Back when I was a Spanish major at university in California, I read a short story by Jorge Luis Borges called “The Garden of the Forking Paths.” Most of what I remember about it now is exactly what I’ve told you up to this point. But it struck me then, as someone pretty much just embarking on the “main” path of my life, that there were decisions to be made, and that by choosing one – and then by extension, all the paths that grew out from that one – I would by leaving others behind.
That’s life, my dad reminded me. Well, yes. And I have always enjoyed the path I chose. It’s brought me a great man to spend my life with, a bunch of kids – and by extension, grandkids – who have enriched it over the years and continue to do so to this day. It’s given me cold winters and hot summers, and a Master’s degree in Theology (wasn’t expecting that!) and the opportunity to write almost seventy books along with all the traveling and researching and great friends all over the world who have come my way as a result.

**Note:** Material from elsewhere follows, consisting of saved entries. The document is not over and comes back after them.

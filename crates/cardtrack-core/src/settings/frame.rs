use super::{KeyValueStore, Scope, SettingsStore};
use crate::Result;

pub const MIN_FRAME_HEIGHT: u32 = 300;
pub const MAX_FRAME_HEIGHT: u32 = 1200;

/// Resizable embedded frames whose height is remembered globally.
#[derive(Debug, Clone, Copy, PartialEq, Eq)]
pub enum Frame {
    /// The board-level content view
    Content,
    /// The section on the back of a card
    CardBack,
}

impl Frame {
    pub fn key(&self) -> &'static str {
        match self {
            Frame::Content => "card-tracker-iframe-height",
            Frame::CardBack => "card-tracker-card-back-height",
        }
    }

    pub fn default_height(&self) -> u32 {
        match self {
            Frame::Content => 500,
            Frame::CardBack => 300,
        }
    }

    pub fn height<S: KeyValueStore>(&self, store: &SettingsStore<S>) -> u32 {
        store
            .get(&Scope::Global, self.key())
            .and_then(|raw| leading_integer(&raw))
            .unwrap_or_else(|| self.default_height())
    }

    /// Apply a drag of `delta_y` pixels from `start_height`, clamp, and store.
    pub fn resize<S: KeyValueStore>(
        &self,
        store: &SettingsStore<S>,
        start_height: u32,
        delta_y: i64,
    ) -> Result<u32> {
        let height = clamp_height(i64::from(start_height) + delta_y);
        store.set(&Scope::Global, self.key(), &height.to_string())?;
        Ok(height)
    }
}

pub fn clamp_height(height: i64) -> u32 {
    let clamped = height.clamp(i64::from(MIN_FRAME_HEIGHT), i64::from(MAX_FRAME_HEIGHT));
    u32::try_from(clamped).unwrap_or(MIN_FRAME_HEIGHT)
}

// "640px" and " 640" both read as 640.
fn leading_integer(raw: &str) -> Option<u32> {
    let trimmed = raw.trim_start();
    let end = trimmed
        .find(|c: char| !c.is_ascii_digit())
        .unwrap_or(trimmed.len());
    trimmed[..end].parse().ok()
}

#[cfg(test)]
mod tests {
    use super::*;
    use crate::MemoryStore;

    #[test]
    fn test_default_heights() {
        let store = SettingsStore::new(MemoryStore::new());
        assert_eq!(Frame::Content.height(&store), 500);
        assert_eq!(Frame::CardBack.height(&store), 300);
    }

    #[test]
    fn test_resize_clamps_and_persists() -> Result<()> {
        let store = SettingsStore::new(MemoryStore::new());

        assert_eq!(Frame::Content.resize(&store, 500, 120)?, 620);
        assert_eq!(Frame::Content.height(&store), 620);

        assert_eq!(Frame::Content.resize(&store, 500, -900)?, MIN_FRAME_HEIGHT);
        assert_eq!(Frame::CardBack.resize(&store, 300, 5000)?, MAX_FRAME_HEIGHT);
        assert_eq!(Frame::CardBack.height(&store), MAX_FRAME_HEIGHT);
        assert_eq!(Frame::Content.height(&store), MIN_FRAME_HEIGHT);
        Ok(())
    }

    #[test]
    fn test_height_parsing_is_lenient() -> Result<()> {
        let store = SettingsStore::new(MemoryStore::new());
        store.set(&Scope::Global, Frame::Content.key(), "640px")?;
        assert_eq!(Frame::Content.height(&store), 640);

        store.set(&Scope::Global, Frame::Content.key(), "tall")?;
        assert_eq!(Frame::Content.height(&store), 500);
        Ok(())
    }
}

Sometimes I think about those other paths. I wonder what it would have been like if we’d moved to my grandparents’ place in Colorado as my dad considered, and I’d spent my formative years on their small ranch. There’s a ranch person lurking inside me, I am virtually certain. My inner cowgirl has often found itself coming out in my books. And the time I did spend there has been formative, too, even though it wasn’t a long part of my life.
It drew me then, and in some ways it still does. Yet as we contemplate moving full-time to Montana, I find myself looking in town, not in the country. I think my inner rancher may have to wait for another lifetime. Or live vicariously through my books and others’ in this one.
One of my boys early on imprinted on Indiana Jones in Raiders of the Lost Ark. The summer he turned ten he went on an archaeological dig with his dad. I lived vicariously through that dig – and the couple of actual days I got to go, too. It wasn’t underwater, but it was – for Iowa – quite good enough. It still has tugged at me from time to time.
So this year I decided to do something about it. Next month I’m going down one of those forking paths, taking a week in Virginia around Williamsburg and Jamestown participating in an archaeological dig through a Road Scholar program.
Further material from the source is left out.